▶ Required work
In the records below, find each line that holds "CopyOutcome" and return it.

Records excerpted from a collection
★ ★ ★ ★ ★
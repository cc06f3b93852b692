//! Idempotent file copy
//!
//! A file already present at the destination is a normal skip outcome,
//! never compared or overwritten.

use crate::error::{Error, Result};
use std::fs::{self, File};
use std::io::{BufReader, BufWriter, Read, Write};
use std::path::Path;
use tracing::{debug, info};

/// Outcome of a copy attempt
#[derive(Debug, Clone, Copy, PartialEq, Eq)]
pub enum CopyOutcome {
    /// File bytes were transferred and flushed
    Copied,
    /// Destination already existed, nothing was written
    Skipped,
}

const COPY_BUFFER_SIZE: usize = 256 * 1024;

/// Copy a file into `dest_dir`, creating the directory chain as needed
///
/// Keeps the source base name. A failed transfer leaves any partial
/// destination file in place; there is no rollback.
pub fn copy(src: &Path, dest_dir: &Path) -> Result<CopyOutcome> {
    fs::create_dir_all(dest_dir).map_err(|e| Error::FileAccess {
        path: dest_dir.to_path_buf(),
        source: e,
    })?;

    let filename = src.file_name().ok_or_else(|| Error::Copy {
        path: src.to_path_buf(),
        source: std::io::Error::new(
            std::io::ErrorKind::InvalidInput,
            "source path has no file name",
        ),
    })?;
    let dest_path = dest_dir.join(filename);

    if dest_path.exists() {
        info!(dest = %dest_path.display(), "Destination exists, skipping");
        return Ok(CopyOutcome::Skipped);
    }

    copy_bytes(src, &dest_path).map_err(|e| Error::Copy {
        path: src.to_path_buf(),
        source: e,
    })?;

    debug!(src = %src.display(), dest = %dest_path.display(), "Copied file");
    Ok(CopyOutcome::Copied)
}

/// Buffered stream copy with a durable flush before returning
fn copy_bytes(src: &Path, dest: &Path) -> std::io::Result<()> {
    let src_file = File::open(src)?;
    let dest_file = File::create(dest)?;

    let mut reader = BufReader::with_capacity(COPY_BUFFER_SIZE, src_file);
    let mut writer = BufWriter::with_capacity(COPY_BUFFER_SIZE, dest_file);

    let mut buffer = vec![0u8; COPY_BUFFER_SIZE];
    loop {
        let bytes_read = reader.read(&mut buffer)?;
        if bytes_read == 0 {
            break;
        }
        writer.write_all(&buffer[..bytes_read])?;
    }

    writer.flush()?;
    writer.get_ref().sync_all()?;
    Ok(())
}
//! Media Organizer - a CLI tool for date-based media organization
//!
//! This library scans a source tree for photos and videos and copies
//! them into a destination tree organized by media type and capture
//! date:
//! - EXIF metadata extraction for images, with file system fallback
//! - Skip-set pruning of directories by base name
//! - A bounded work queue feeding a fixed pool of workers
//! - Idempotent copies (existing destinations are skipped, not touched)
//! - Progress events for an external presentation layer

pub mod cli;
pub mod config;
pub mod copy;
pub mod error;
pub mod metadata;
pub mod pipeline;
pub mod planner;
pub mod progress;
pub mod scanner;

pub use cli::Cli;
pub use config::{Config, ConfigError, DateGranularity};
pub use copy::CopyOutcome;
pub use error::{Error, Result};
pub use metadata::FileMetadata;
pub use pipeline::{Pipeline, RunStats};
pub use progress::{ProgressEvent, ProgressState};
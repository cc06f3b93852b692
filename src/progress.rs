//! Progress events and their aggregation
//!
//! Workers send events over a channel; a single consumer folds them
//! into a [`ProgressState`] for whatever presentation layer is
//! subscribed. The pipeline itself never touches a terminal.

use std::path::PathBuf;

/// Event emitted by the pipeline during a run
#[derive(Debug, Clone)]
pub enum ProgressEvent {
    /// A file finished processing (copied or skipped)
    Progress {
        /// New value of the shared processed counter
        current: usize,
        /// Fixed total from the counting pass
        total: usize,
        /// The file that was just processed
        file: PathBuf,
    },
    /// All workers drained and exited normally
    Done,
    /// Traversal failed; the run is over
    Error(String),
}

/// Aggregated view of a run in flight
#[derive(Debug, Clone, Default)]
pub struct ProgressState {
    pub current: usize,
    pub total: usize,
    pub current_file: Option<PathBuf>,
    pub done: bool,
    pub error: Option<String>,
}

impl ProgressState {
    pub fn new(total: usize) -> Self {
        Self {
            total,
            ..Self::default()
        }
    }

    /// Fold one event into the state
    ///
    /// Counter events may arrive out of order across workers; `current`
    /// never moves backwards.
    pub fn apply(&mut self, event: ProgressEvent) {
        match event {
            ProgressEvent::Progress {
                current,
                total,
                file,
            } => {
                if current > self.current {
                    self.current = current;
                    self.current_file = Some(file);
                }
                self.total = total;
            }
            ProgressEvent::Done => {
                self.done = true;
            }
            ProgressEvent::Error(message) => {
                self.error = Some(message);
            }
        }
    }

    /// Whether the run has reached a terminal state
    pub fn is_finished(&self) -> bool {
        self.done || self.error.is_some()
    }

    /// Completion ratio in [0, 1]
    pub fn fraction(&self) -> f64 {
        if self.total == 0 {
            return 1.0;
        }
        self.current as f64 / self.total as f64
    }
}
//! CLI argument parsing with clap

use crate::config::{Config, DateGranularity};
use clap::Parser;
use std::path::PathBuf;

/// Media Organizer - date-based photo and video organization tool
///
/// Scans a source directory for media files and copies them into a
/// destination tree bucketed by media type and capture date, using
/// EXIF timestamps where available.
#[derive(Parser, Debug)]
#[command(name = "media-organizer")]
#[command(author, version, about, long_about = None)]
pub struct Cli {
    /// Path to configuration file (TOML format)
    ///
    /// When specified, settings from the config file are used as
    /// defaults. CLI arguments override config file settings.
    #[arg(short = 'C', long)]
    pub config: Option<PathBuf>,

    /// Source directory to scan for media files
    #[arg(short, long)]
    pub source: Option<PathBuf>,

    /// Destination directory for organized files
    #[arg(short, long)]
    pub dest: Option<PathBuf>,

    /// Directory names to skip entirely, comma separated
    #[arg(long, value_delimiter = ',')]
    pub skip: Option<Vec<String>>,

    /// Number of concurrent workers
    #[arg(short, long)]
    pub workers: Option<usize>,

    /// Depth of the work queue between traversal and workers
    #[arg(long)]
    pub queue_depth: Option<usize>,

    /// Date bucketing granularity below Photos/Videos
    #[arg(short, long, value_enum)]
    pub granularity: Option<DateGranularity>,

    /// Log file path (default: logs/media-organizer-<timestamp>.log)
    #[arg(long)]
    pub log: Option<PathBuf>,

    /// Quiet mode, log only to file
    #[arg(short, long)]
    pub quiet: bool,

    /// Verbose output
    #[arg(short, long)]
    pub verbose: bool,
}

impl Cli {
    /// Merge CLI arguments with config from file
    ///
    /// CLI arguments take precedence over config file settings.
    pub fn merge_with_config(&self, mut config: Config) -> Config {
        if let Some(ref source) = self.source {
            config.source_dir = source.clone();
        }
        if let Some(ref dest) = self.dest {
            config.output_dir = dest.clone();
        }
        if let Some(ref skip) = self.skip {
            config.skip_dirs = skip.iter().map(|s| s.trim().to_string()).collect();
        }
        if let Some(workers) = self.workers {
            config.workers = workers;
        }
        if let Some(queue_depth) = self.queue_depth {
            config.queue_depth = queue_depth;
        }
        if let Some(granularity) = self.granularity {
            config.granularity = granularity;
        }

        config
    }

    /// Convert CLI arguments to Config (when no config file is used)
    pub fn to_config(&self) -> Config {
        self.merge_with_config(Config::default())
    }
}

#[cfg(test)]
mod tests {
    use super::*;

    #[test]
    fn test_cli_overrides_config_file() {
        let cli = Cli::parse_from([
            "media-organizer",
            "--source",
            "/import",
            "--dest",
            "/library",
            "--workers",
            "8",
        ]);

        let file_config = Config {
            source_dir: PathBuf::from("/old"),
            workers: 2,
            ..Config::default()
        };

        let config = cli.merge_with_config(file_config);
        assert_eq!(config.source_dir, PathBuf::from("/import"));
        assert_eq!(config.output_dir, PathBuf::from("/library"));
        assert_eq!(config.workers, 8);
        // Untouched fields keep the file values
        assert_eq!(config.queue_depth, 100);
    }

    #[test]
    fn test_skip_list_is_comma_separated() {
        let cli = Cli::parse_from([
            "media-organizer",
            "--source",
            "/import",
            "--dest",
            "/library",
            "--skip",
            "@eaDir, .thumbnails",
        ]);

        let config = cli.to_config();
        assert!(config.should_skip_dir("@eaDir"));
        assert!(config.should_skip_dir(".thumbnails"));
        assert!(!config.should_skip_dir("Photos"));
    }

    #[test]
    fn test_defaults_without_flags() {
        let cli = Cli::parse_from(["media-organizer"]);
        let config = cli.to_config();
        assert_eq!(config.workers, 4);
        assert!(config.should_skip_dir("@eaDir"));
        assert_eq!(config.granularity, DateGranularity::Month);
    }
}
★ ★ ★ ★ ★
▶ Answer to this problem
pub enum CopyOutcome {
pub fn copy(src: &Path, dest_dir: &Path) -> Result<CopyOutcome> {
        return Ok(CopyOutcome::Skipped);
    Ok(CopyOutcome::Copied)
pub use copy::CopyOutcome;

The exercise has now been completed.